- Born: 10 September 1915 Opatów, Poland
- Died: 31 October 2015 (aged 100)
- Spouse(s): Grace Wales Shugar (1918–2013); m. 1943

Academic background
- Education: McGill University

Academic work
- Institutions: Pasteur Institute Free University of Brussels University of Warsaw
- Doctoral students: Andrzej Pohorille

= David Shugar =

Polish physicist (1915–2015)

David Shugar (10 September 1915 - 31 October 2015) was a professor of the University of Warsaw.

After the First World War, he settled as a child with his parents in Canada. In 1936 he concluded his education of physics at McGill University in Montreal and obtained his doctorate in 1940. Since January 1941, he did research in biophysics in the laboratory of Research Enterprises, Limited, a Crown Company in Leaside near Toronto, later served in the Canadian Marines with the rank of Electrical Sub-Lieutenant R.C.N.V.R. In 1946 he entered the employ of the Department of National Health and Welfare.

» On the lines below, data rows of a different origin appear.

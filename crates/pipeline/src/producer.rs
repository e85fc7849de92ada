//! Update producers: one per (entity, category).
//!
//! A producer is a stream of [`Resource`]s. It yields `Loading` once, then on
//! every iteration looks its entity up by key, waits the category's live
//! interval, derives the next field values and yields them as `Success`.
//! The first failure is yielded as `Error` and ends the stream; producers do
//! not retry.
//!
//! [`drive`] runs a producer stream to completion, forwarding successes into
//! the aggregation channel and failures to the error signal, until the
//! stream ends or its cancellation token fires.

use crate::board::EntityLookup;
use crate::channel::{Delivery, Sender};
use crate::error::ProducerError;
use crate::settings::LiveSettings;
use crate::signal::ErrorSignal;
use futures::{Stream, StreamExt};
use rust_decimal::Decimal;
use std::str::FromStr;
use std::sync::Arc;
use tickersim_stats::StatAggregator;
use tickersim_types::{round_price, Category, Entity, FieldUpdate, Resource, UpdatePayload, WorkerId};
use tokio::time::Instant;
use tokio_util::sync::CancellationToken;
use tracing::{debug, trace, warn};

/// Refreshes one category of one entity.
pub struct UpdateProducer {
    key: String,
    category: Category,
    lookup: Arc<dyn EntityLookup>,
    settings: Arc<LiveSettings>,
    stats: Arc<StatAggregator>,
    /// Last emitted values; seeds from the entity on the first iteration.
    last: Option<FieldUpdate>,
}

enum Phase {
    Start,
    Running,
    Done,
}

impl UpdateProducer {
    pub fn new(
        key: impl Into<String>,
        category: Category,
        lookup: Arc<dyn EntityLookup>,
        settings: Arc<LiveSettings>,
        stats: Arc<StatAggregator>,
    ) -> Self {
        Self {
            key: key.into(),
            category,
            lookup,
            settings,
            stats,
            last: None,
        }
    }

    pub fn category(&self) -> Category {
        self.category
    }

    pub fn key(&self) -> &str {
        &self.key
    }

    /// Turn the producer into its resource stream.
    pub fn into_stream(self) -> impl Stream<Item = Resource<UpdatePayload>> + Send {
        futures::stream::unfold((self, Phase::Start), |(mut producer, phase)| async move {
            match phase {
                Phase::Start => Some((Resource::Loading, (producer, Phase::Running))),
                Phase::Running => match producer.step().await {
                    Ok(payload) => Some((Resource::Success(payload), (producer, Phase::Running))),
                    Err(e) => {
                        warn!(
                            key = %producer.key,
                            category = %producer.category,
                            error = %e,
                            "Producer stopped"
                        );
                        Some((Resource::error(e.to_string()), (producer, Phase::Done)))
                    }
                },
                Phase::Done => None,
            }
        })
    }

    /// One iteration: lookup, wait, derive, record.
    async fn step(&mut self) -> Result<UpdatePayload, ProducerError> {
        let started = Instant::now();

        let entity = self
            .lookup
            .find(&self.key)
            .ok_or_else(|| ProducerError::NotFound {
                key: self.key.clone(),
            })?;

        tokio::time::sleep(self.settings.interval(self.category)).await;

        let base = match self.last.take() {
            Some(last) => last,
            None => current_fields(self.category, &entity),
        };
        let fields = advance(&self.key, base)?;
        self.last = Some(fields.clone());

        // Whichever pool thread resumed this task after the wait did the work.
        let worker = WorkerId::current();
        self.stats
            .record_update(&worker, self.category, started.elapsed());

        Ok(UpdatePayload {
            entity_id: entity.id,
            entity_key: entity.key,
            fields,
            worker,
        })
    }
}

/// The entity's current values for `category`.
fn current_fields(category: Category, entity: &Entity) -> FieldUpdate {
    match category {
        Category::Ratio => FieldUpdate::Ratio(entity.ratio.clone()),
        Category::Price => FieldUpdate::Price(entity.quote.current),
        Category::HighLow => FieldUpdate::HighLow {
            high: entity.quote.high,
            low: entity.quote.low,
        },
    }
}

/// Synthetic monotonic transform: ratio +1, price +1, high +2 / low +1.
fn advance(key: &str, fields: FieldUpdate) -> Result<FieldUpdate, ProducerError> {
    Ok(match fields {
        FieldUpdate::Ratio(ratio) => {
            let value =
                Decimal::from_str(ratio.trim()).map_err(|_| ProducerError::InvalidRatio {
                    key: key.to_string(),
                    value: ratio.clone(),
                })?;
            FieldUpdate::Ratio((value + Decimal::ONE).to_string())
        }
        FieldUpdate::Price(current) => FieldUpdate::Price(round_price(current + Decimal::ONE)),
        FieldUpdate::HighLow { high, low } => FieldUpdate::HighLow {
            high: round_price(high + Decimal::TWO),
            low: round_price(low + Decimal::ONE),
        },
    })
}

/// Run a producer stream until it ends or `cancel` fires.
///
/// Cancellation is checked before every item, which covers the wait inside
/// each iteration. Sends never block, so an item that was produced is
/// always handed to the channel before the next cancellation check.
pub async fn drive<S>(
    stream: S,
    sender: Sender<UpdatePayload>,
    errors: ErrorSignal,
    cancel: CancellationToken,
) where
    S: Stream<Item = Resource<UpdatePayload>>,
{
    let mut stream = std::pin::pin!(stream);

    loop {
        let item = tokio::select! {
            biased;
            _ = cancel.cancelled() => break,
            item = stream.next() => item,
        };

        match item {
            None => break,
            Some(Resource::Loading) => {}
            Some(Resource::Success(payload)) => match sender.send(payload) {
                Ok(Delivery::Queued) => {}
                Ok(Delivery::QueuedEvicting(dropped)) => {
                    trace!(entity = %dropped.entity_id, "Dropped oldest queued update");
                }
                Err(_) => {
                    debug!("Aggregation channel closed, producer exiting");
                    break;
                }
            },
            Some(Resource::Error { message }) => {
                errors.raise(message);
            }
        }
    }
}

David Shugar was detained by the Royal Canadian Mounted Police in 1946 and charged with conspiring to hand over official secrets to the Russians. The government tried to charge him twice; however, in both situations there was not enough evidence to do so.

He continued working as a researcher, first at the Pasteur Institute in Paris in the years 1948–1950, and later at the Center of Nuclear Physics of the Free University of Brussels until 1952.

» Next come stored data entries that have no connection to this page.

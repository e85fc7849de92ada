//! Simulation settings read live by running producers.

use crate::error::{ParseSettingError, SettingError};
use std::str::FromStr;
use std::sync::atomic::{AtomicU64, AtomicUsize, Ordering};
use std::time::Duration;
use tickersim_types::Category;

/// A setting that can be changed while the simulation runs.
#[derive(Debug, Clone, Copy, PartialEq, Eq, Hash)]
pub enum Setting {
    /// Ratio update interval (ms).
    Ratio,
    /// Price update interval (ms).
    Price,
    /// High/low update interval (ms).
    HighLow,
    /// Number of entities to generate on the next populate. Not a time.
    EntityCount,
}

impl FromStr for Setting {
    type Err = ParseSettingError;

    fn from_str(s: &str) -> Result<Self, Self::Err> {
        match s {
            "ratio" | "PE" => Ok(Setting::Ratio),
            "price" | "current_price" => Ok(Setting::Price),
            "highLow" | "high_low" => Ok(Setting::HighLow),
            "entityCount" | "list_size" => Ok(Setting::EntityCount),
            other => Err(ParseSettingError(other.to_string())),
        }
    }
}

impl From<Category> for Setting {
    fn from(category: Category) -> Self {
        match category {
            Category::Ratio => Setting::Ratio,
            Category::Price => Setting::Price,
            Category::HighLow => Setting::HighLow,
        }
    }
}

/// Shared settings. Producers read the interval for their category at the
/// start of every wait, so changes apply on the next iteration without a
/// restart.
#[derive(Debug)]
pub struct LiveSettings {
    ratio_ms: AtomicU64,
    price_ms: AtomicU64,
    high_low_ms: AtomicU64,
    entity_count: AtomicUsize,
}

impl LiveSettings {
    pub fn new(ratio: Duration, price: Duration, high_low: Duration, entity_count: usize) -> Self {
        Self {
            ratio_ms: AtomicU64::new(ratio.as_millis() as u64),
            price_ms: AtomicU64::new(price.as_millis() as u64),
            high_low_ms: AtomicU64::new(high_low.as_millis() as u64),
            entity_count: AtomicUsize::new(entity_count),
        }
    }

    /// Current wait interval for a category.
    pub fn interval(&self, category: Category) -> Duration {
        let ms = match category {
            Category::Ratio => &self.ratio_ms,
            Category::Price => &self.price_ms,
            Category::HighLow => &self.high_low_ms,
        };
        Duration::from_millis(ms.load(Ordering::Relaxed))
    }

    /// Configured entity count.
    pub fn entity_count(&self) -> usize {
        self.entity_count.load(Ordering::Relaxed)
    }

    pub fn set_entity_count(&self, count: usize) {
        self.entity_count.store(count, Ordering::Relaxed);
    }

    /// Update one setting. Intervals are in milliseconds and must be
    /// non-zero; a rejected value leaves the setting unchanged.
    pub fn set(&self, setting: Setting, value: u64) -> Result<(), SettingError> {
        let interval = match setting {
            Setting::Ratio => &self.ratio_ms,
            Setting::Price => &self.price_ms,
            Setting::HighLow => &self.high_low_ms,
            Setting::EntityCount => {
                self.set_entity_count(usize::try_from(value).unwrap_or(usize::MAX));
                return Ok(());
            }
        };
        if value == 0 {
            return Err(SettingError::ZeroInterval(setting));
        }
        interval.store(value, Ordering::Relaxed);
        Ok(())
    }
}

impl Default for LiveSettings {
    fn default() -> Self {
        Self::new(
            Duration::from_millis(1_500),
            Duration::from_millis(1_000),
            Duration::from_millis(1_000),
            5,
        )
    }
}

On the invitation of professor Leopold Infeld, he moved to Warsaw, where he took the post of the head of the Institute of Biochemistry at the National Institute of Hygiene. Since 1954, he conducted research at the Institute of Biochemistry and Biophysics of the Polish Academy of Sciences. In 1965, he created the Biophysics Department of the Faculty of Physics of University of Warsaw. The same year he was elected the Chairman of the Polish Society of Medical Physics. He was a "Foreign" member of the Polish Academy of Sciences since 1983.

Author of over 300 scientific publications, cited more than 10000 folds. Co-author of the first book on Photochemistry of Nucleic Acids (Shugar, McLaren, Pergamon 1964).

David Shugar obtained in 1969 the honorary degree from Ghent University and in 1995 from the University of Warsaw. In 1976, he received Gold Medal from the International Society of Photobiology. He was an honorary Member of Polish Biochemical Society.

In 1995, he received the Commandor Cross of the Polonia Restituta Order.

In 1999, Professor David Shugar, the founder of the Division of Biophysics and an architect of The Polish School of Molecular Biophysics, was inducted into The Royal Society of Canada. He remained Canadian citizen until his death.

His spouse, Professor Grace Wales Shugar (1918 - 2013), created the Center of the Developmental Psycholinguistics at the Faculty of Psychology of the University of Warsaw.

He died at the age of 100 on 31 October 2015.